Saturday, October 1, 2011

The Difficulty of Douthat

Ross Douthat is not my favorite political commentator.  Perhaps the best thing I can say about him is that he looks strikingly like my much loved 11th grade english teacher.

But Mr. Hansen would not approve.  By and large, it seems that Douthat's job description is to provide a coherent defense of incoherent Republican policies on the pages of the NYTimes's notoriously reality-based Op-Ed section.  In a way I feel for the man, because he finds himself trying to paint a facts-based right-wing position in a world where this poses mounting conceptual difficulties, and his latest article demonstrates this dramatically.  He starts by noticing that this looks like the ideal moment for a populist republican to run:
But the populists haven’t found a standard-bearer capable of taking advantage of this moment. Sarah Palin’s act grew tiresome, Mike Huckabee decided to stick with television, the Donald Trump bubble came and went, and Tim Pawlenty spent months running for president without anybody noticing. This left Michele Bachmann as the leading populist alternative to Romney — a status she enjoyed right up until the moment people started listening to what she was actually saying.
He then enters into a similarly exhaustive and damning list of terrible policy thoughts from populist conservatives, admitting outright:
The populist “answers” to middle-class economic anxieties, for instance, are usually gimmicks that would make the problem worse: Buchanan’s post-cold-war case for protectionism; Huckabee’s zeal for the so-called Fair Tax; Paul’s call for a return to the gold standard; Cain’s budget-busting “9-9-9” plan for tax reform. The populist “answer” to the growth of federal power is usually a rote invocation of the 10th Amendment, with little detail on how it should actually be applied. And at least during the debt ceiling debate, the populist “answer” to Wall Street’s influence in Washington was to shoot financial markets in the head by refusing to pay the country’s debts. 
However, something for Douthat does not seem to click.  A reading of his brief history suggests that perhaps the current state of angry insurgent populist tea parties is not devoid of strong candidates, but devoid of strong ideas.  His understatement that Bachman's popularity fell apart when people started listening to her exemplifies the problem not with the leaders, but with the movement.

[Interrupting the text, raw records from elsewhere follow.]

//! Error types for Gatehouse services

use std::fmt;

/// Result type alias using GatehouseError
pub type Result<T> = std::result::Result<T, GatehouseError>;

/// Main error type for Gatehouse services
#[derive(Debug, thiserror::Error)]
pub enum GatehouseError {
    /// Authentication failed
    #[error("Authentication failed: {0}")]
    AuthenticationFailed(String),

    /// Permission level does not allow the requested command
    #[error("Permission denied: {0}")]
    PermissionDenied(String),

    /// Invalid request/argument
    #[error("Invalid argument: {0}")]
    InvalidArgument(String),

    /// Database error
    #[error("Database error: {0}")]
    DatabaseError(String),

    /// Waiting for the database took too long
    #[error("Database timeout after {0} ms")]
    DatabaseTimeout(u64),

    /// TLS/Certificate error
    #[error("TLS error: {0}")]
    TlsError(String),

    /// Configuration error
    #[error("Configuration error: {0}")]
    ConfigError(String),

    /// Serialization error
    #[error("Serialization error: {0}")]
    SerializationError(String),

    /// Connection attempts from one address exceeded the flood threshold
    #[error("Rate limited: {0}")]
    RateLimited(String),

    /// Service unavailable
    #[error("Service unavailable: {0}")]
    ServiceUnavailable(String),

    /// Socket or file I/O error
    #[error("I/O error: {0}")]
    Io(String),

    /// Internal error
    #[error("Internal error: {0}")]
    Internal(String),
}

impl GatehouseError {
    /// Create an internal error from any error type
    pub fn internal<E: fmt::Display>(err: E) -> Self {
        GatehouseError::Internal(err.to_string())
    }

    /// Get the error code for this error type
    pub fn code(&self) -> &'static str {
        match self {
            GatehouseError::AuthenticationFailed(_) => "UNAUTHENTICATED",
            GatehouseError::PermissionDenied(_) => "PERMISSION_DENIED",
            GatehouseError::InvalidArgument(_) => "INVALID_ARGUMENT",
            GatehouseError::DatabaseError(_) => "DATABASE_ERROR",
            GatehouseError::DatabaseTimeout(_) => "DEADLINE_EXCEEDED",
            GatehouseError::TlsError(_) => "TLS_ERROR",
            GatehouseError::ConfigError(_) => "CONFIG_ERROR",
            GatehouseError::SerializationError(_) => "SERIALIZATION_ERROR",
            GatehouseError::RateLimited(_) => "RESOURCE_EXHAUSTED",
            GatehouseError::ServiceUnavailable(_) => "UNAVAILABLE",
            GatehouseError::Io(_) => "IO_ERROR",
            GatehouseError::Internal(_) => "INTERNAL",
        }
    }

    /// Whether the failure is local to one session and must not take the listener down
    pub fn is_session_scoped(&self) -> bool {
        matches!(
            self,
            GatehouseError::AuthenticationFailed(_)
                | GatehouseError::PermissionDenied(_)
                | GatehouseError::InvalidArgument(_)
                | GatehouseError::RateLimited(_)
                | GatehouseError::Io(_)
        )
    }
}

impl From<serde_json::Error> for GatehouseError {
    fn from(err: serde_json::Error) -> Self {
        GatehouseError::SerializationError(err.to_string())
    }
}

impl From<std::io::Error> for GatehouseError {
    fn from(err: std::io::Error) -> Self {
        GatehouseError::Io(err.to_string())
    }
}

impl From<config::ConfigError> for GatehouseError {
    fn from(err: config::ConfigError) -> Self {
        GatehouseError::ConfigError(err.to_string())
    }
}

The realities of modern conservative populism that Douthat so clearly lays out suggest not that this is a robust political movement that is in search of a standard-bearer, but instead that it is a field bursting with strong leaders, but devoid of ideas.  Douthat's list of failed candidates is not one of men and women with strong ideas cut down by personal foibles, but instead a list of people with everything but ideas.  If the list was comprised of John Edwards or Dukakis types, cut down by individualized faults (terrible human being, silly hat, respectively), he might have a case, but each has lost steam by virtue of their ideas, not their personality.

Similarly, he offers up a list of truly problematic ideas, but gives no countering account of promising thought in the movement.  He seems to hold out hope not only that the movement will develop a populist leader who can carry them to victory, but also by implication that it will, as if by magic, develop overnight a cannon of policy thought that holds actual promise for the country.  Indeed, I do feel for him: it must be rough to have your livelihood depend on looking at the facts, laying them out clearly, and then claiming hope for the current wave of conservative populism.